Dans le film Les Crevettes pailletées, Romain Brau crève l’écran : on ne peut s’empêcher d’admirer sa chevelure rousse flamboyante et d’être charmé par l’élégance qu’il dégage dans chacune de ses scènes. Cet automne, l’artiste retourne sur les planches à l’occasion de son spectacle Romain Brau allume les étoiles, à voir au théâtre Les Étoiles à Paris le 12 octobre. Un retour à la maison sous le signe de l’allégresse et de la liberté.

Romain, tu es un artiste multidisciplinaire : chant, comédie, performance, travestissement… La scène est-elle avant tout un lieu d’épanouissement pour toi ?

C’est intéressant car étant passé par l’Académie de la mode d’Anvers, j’ai d’abord eu une éducation mode. Mais ce qui m’a toujours fasciné finalement, ce sont les défilés et l’aspect divertissant de ces derniers. J’ai commencé en créant des costumes de scène, mais ce que je voulais, c’était me retrouver sur scène avec ces costumes. J’ai toujours aspiré à mélanger la mode avec le chant et la comédie. Naturellement, mon parcours m’a amené à être sur scène aujourd’hui.

Tu as fait tes premiers pas sur scène derrière les coulisses, en tant que créateur de mode. Quel rapport entretiens-tu avec les costumes de scène ?

J’apprécie beaucoup la culture américaine qui porte énormément d’importance au costume de scène : je pense à Cher ou à Lady Gaga, qui ont toujours porté des pièces mémorables. Avec les costumes, on arrive à raconter des histoires, et je trouve que le costume est un médium important pour faire passer des messages. En France, on manque peut-être un peu de cette culture-là. Même moi, je pense que je ne suis qu’à seulement 10% de mon potentiel. Je pourrais y aller un peu plus fort.

La mode a l’air de faire partie intégrante de ton art. Quel est ton premier souvenir fashion ?

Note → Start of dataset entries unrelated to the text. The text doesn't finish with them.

//! Main TUI application state and event loop

use crate::engine::continuation::Algorithm;
use crate::engine::{DelayKind, Engine};
use crate::render::{HighlightSpec, Renderer};
use crate::ui::panes;
use crossterm::event::{self, Event, KeyCode, KeyEvent, KeyEventKind};
use ratatui::{
    backend::Backend,
    layout::{Constraint, Direction, Layout},
    Frame, Terminal,
};
use std::io;
use std::time::{Duration, Instant};

/// Size and delay knobs with the ranges the original UI suggests.
const SIZE_MIN: usize = 10;
const SIZE_MAX: usize = 200;
const SIZE_STEP: usize = 5;
const STEP_DELAY_MIN: u64 = 10;
const SECONDARY_DELAY_MIN: u64 = 0;
const DELAY_MAX: u64 = 500;
const DELAY_STEP: u64 = 10;

/// Latest frame emitted by the engine.
///
/// The engine renders by side effect whenever a micro-step, rewind, or
/// reset happens; the TUI paints whatever frame was recorded last. This
/// bridges the engine's push-style [`Renderer`] to ratatui's per-frame
/// immediate-mode drawing.
#[derive(Debug, Default)]
pub struct FrameStore {
    pub sequence: Vec<u32>,
    pub highlight: HighlightSpec,
}

impl Renderer for FrameStore {
    fn render(&mut self, sequence: &[u32], highlight: &HighlightSpec) {
        self.sequence = sequence.to_vec();
        self.highlight = highlight.clone();
    }
}

/// The main application state
pub struct App {
    /// The playback engine
    engine: Engine,

    /// Last frame the engine rendered
    frame_store: FrameStore,

    /// Dataset size used for the next reset
    size: usize,

    /// Delay knobs in milliseconds (mirrored into the engine)
    step_delay_ms: u64,
    secondary_delay_ms: u64,

    /// Whether the app should quit
    should_quit: bool,

    /// Status message to display
    status_message: String,

    /// Last time space was pressed (for debouncing)
    last_space_press: Instant,
}

impl App {
    /// Create a new app. The engine is reset over `size` elements before
    /// the first frame.
    pub fn new(mut engine: Engine, size: usize) -> Self {
        let mut frame_store = FrameStore::default();
        // Sizes are pre-clamped by main; a failure here cannot happen.
        let _ = engine.reset(size, &mut frame_store);

        App {
            engine,
            frame_store,
            size,
            step_delay_ms: 300,
            secondary_delay_ms: 300,
            should_quit: false,
            status_message: String::from("Ready!"),
            last_space_press: Instant::now()
                .checked_sub(Duration::from_secs(1))
                .unwrap_or_else(Instant::now),
        }
    }

    /// Run the TUI application
    pub fn run<B: Backend>(&mut self, terminal: &mut Terminal<B>) -> io::Result<()> {
        loop {
            terminal.draw(|f| self.render(f))?;

            if self.should_quit {
                break;
            }

            // Drive the playback loop; completion shows up as the engine
            // clearing its playing flag.
            let was_playing = self.engine.is_playing();
            if let Err(e) = self.engine.tick(Instant::now(), &mut self.frame_store) {
                self.status_message = format!("Playback stopped: {}", e);
            } else if was_playing && !self.engine.is_playing() {
                self.status_message = String::from("Sorting complete");
            }

            // Use poll with timeout so playback keeps advancing
            if event::poll(Duration::from_millis(15))? {
                if let Event::Key(key) = event::read()? {
                    if key.kind == KeyEventKind::Press {
                        self.handle_key_event(key);
                    }
                }
            }
        }

        Ok(())
    }

    /// Render the UI
    fn render(&mut self, frame: &mut Frame) {
        let size = frame.area();

        // Bars + sidebar on top, status bar at the bottom
        let main_chunks = Layout::default()
            .direction(Direction::Vertical)
            .constraints([Constraint::Min(0), Constraint::Length(1)])
            .split(size);

        let columns = Layout::default()
            .direction(Direction::Horizontal)
            .constraints([Constraint::Min(0), Constraint::Length(30)])
            .split(main_chunks[0]);

        panes::render_bars_pane(
            frame,
            columns[0],
            &self.frame_store.sequence,
            &self.frame_store.highlight,
        );

        panes::render_session_pane(frame, columns[1], &self.engine);

        panes::render_status_bar(
            frame,
            main_chunks[1],
            &self.status_message,
            self.engine.history_len(),
            self.engine.is_playing(),
        );
    }

    /// Handle keyboard events
    fn handle_key_event(&mut self, key: KeyEvent) {
        match key.code {
            KeyCode::Char('q') | KeyCode::Char('Q') => {
                self.should_quit = true;
            }
            KeyCode::Char(' ') => {
                // Toggle playback (200ms debounce against key repeat)
                if self.last_space_press.elapsed() >= Duration::from_millis(200) {
                    self.last_space_press = Instant::now();
                    if self.engine.is_playing() {
                        self.engine.pause();
                        self.status_message = String::from("Paused");
                    } else {
                        self.engine.start();
                        self.status_message = String::from("Sorting...");
                    }
                }
            }
            KeyCode::Right => {
                if !self.engine.is_playing() {
                    match self.engine.step_forward(&mut self.frame_store) {
                        Ok(()) => self.status_message = String::from("Stepped forward"),
                        Err(e) => self.status_message = format!("Cannot step: {}", e),
                    }
                }
            }
            KeyCode::Left => {
                self.engine.rewind(&mut self.frame_store);
                self.status_message = if self.engine.history_len() == 0 {
                    String::from("At the beginning")
                } else {
                    String::from("Rewound")
                };
            }
            KeyCode::Char('r') | KeyCode::Char('R') => {
                self.reset();
            }
            KeyCode::Char('1') => self.select_algorithm(Algorithm::Bubble),
            KeyCode::Char('2') => self.select_algorithm(Algorithm::Merge),
            KeyCode::Char('3') => self.select_algorithm(Algorithm::Quick),
            KeyCode::Up => {
                self.size = (self.size + SIZE_STEP).min(SIZE_MAX);
                self.reset();
            }
            KeyCode::Down => {
                self.size = self.size.saturating_sub(SIZE_STEP).max(SIZE_MIN);
                self.reset();
            }
            KeyCode::Char('[') => {
                self.step_delay_ms =
                    self.step_delay_ms.saturating_sub(DELAY_STEP).max(STEP_DELAY_MIN);
                self.apply_delays();
            }
            KeyCode::Char(']') => {
                self.step_delay_ms = (self.step_delay_ms + DELAY_STEP).min(DELAY_MAX);
                self.apply_delays();
            }
            KeyCode::Char('{') => {
                self.secondary_delay_ms = self
                    .secondary_delay_ms
                    .saturating_sub(DELAY_STEP)
                    .max(SECONDARY_DELAY_MIN);
                self.apply_delays();
            }
            KeyCode::Char('}') => {
                self.secondary_delay_ms = (self.secondary_delay_ms + DELAY_STEP).min(DELAY_MAX);
                self.apply_delays();
            }
            _ => {}
        }
    }

    fn reset(&mut self) {
        match self.engine.reset(self.size, &mut self.frame_store) {
            Ok(()) => self.status_message = format!("Reset (n = {})", self.size),
            Err(e) => self.status_message = format!("Reset failed: {}", e),
        }
    }

    fn select_algorithm(&mut self, algorithm: Algorithm) {
        if algorithm == self.engine.algorithm() {
            return;
        }
        match self.engine.set_algorithm(algorithm, &mut self.frame_store) {
            Ok(()) => self.status_message = format!("Switched to {}", algorithm.name()),
            Err(e) => self.status_message = format!("Switch failed: {}", e),
        }
    }

    fn apply_delays(&mut self) {
        self.engine.set_delay(DelayKind::Step, self.step_delay_ms);
        self.engine.set_delay(DelayKind::Swap, self.secondary_delay_ms);
        self.engine.set_delay(DelayKind::Merge, self.secondary_delay_ms);
        self.status_message = format!(
            "Delays: step {} ms, secondary {} ms",
            self.step_delay_ms, self.secondary_delay_ms
        );
    }
}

En tant que personne androgyne et gender fluid, le message que Jean Paul Gaultier a fait passer dans les années 1990 m’a bouleversé : je pense que j’avais 8 ans quand j’ai vu des hommes en corset. On y voyait des mecs hyper musclés, des figures très masculines jouer avec les codes. Et si aujourd’hui ceci paraît banal à en crever, ça a constitué une clé énorme dans ma vie. Jean Paul Gaultier m’a fait comprendre très tôt que même si j’étais un garçon, je pouvais m’amuser et porter des vêtements de femme.

Ton spectacle solo Romain Brau allume les étoiles est programmé jusqu’à la fin de l’année au théâtre Les Étoiles. Peux-tu nous parler de sa création ?

C’est à la maison, au cabaret Madame Arthur, que j’ai réussi à me faire repérer pour le cinéma. C’est là-bas que tout a commencé pour moi scéniquement. J’ai eu la chance d’être contacté par l’organisateur de spectacles Live Nation, qui était à la recherche de nouveaux artistes à produire. Derrière ce projet se trouve une véritable armée, je pense notamment au merveilleux Nicolas Boualami à la direction artistique, mais aussi à Martin Dust, Doriand et Olivier Steiner à la musique, Joëlle Bouvier à la mise en scène… Le spectacle est très riche et j’y raconte ma vie. C’est un peu absurde, un peu rocambolesque, mais très poétique. Il y a une grosse partie de mon adolescence, mon retour chez mes parents où j’étais entre femme et homme, puis il y a une partie complètement rêveuse sur la mode, dans les rues de Paris. Ce goût pour la liberté et la joie, c’est ce qui m’alimente. Mais je ne te dévoile pas tout, il faudra venir voir le spectacle.

Tu n’as effectivement pas dévoilé d’extraits de ce spectacle. En revanche, tu as publié plusieurs vidéos teasers où tu incarnes différentes figures féminines, fantaisistes et romanesques…

Ce spectacle est très intime, et on n’a rien voulu laisser transpirer du show, pas une seule goutte (rires). Il y a eu un tel engouement que la mise en place de ces petites vidéos teasing étaient obligatoires pour la promo. J’ai décidé d’incarner plusieurs rousses : Jessica Rabbit, Isabelle Huppert, Bree Van de Kamp. Cette rousseur, c’est un sort comme une bénédiction.

Te surprends-tu à les incarner en dehors de la scène ?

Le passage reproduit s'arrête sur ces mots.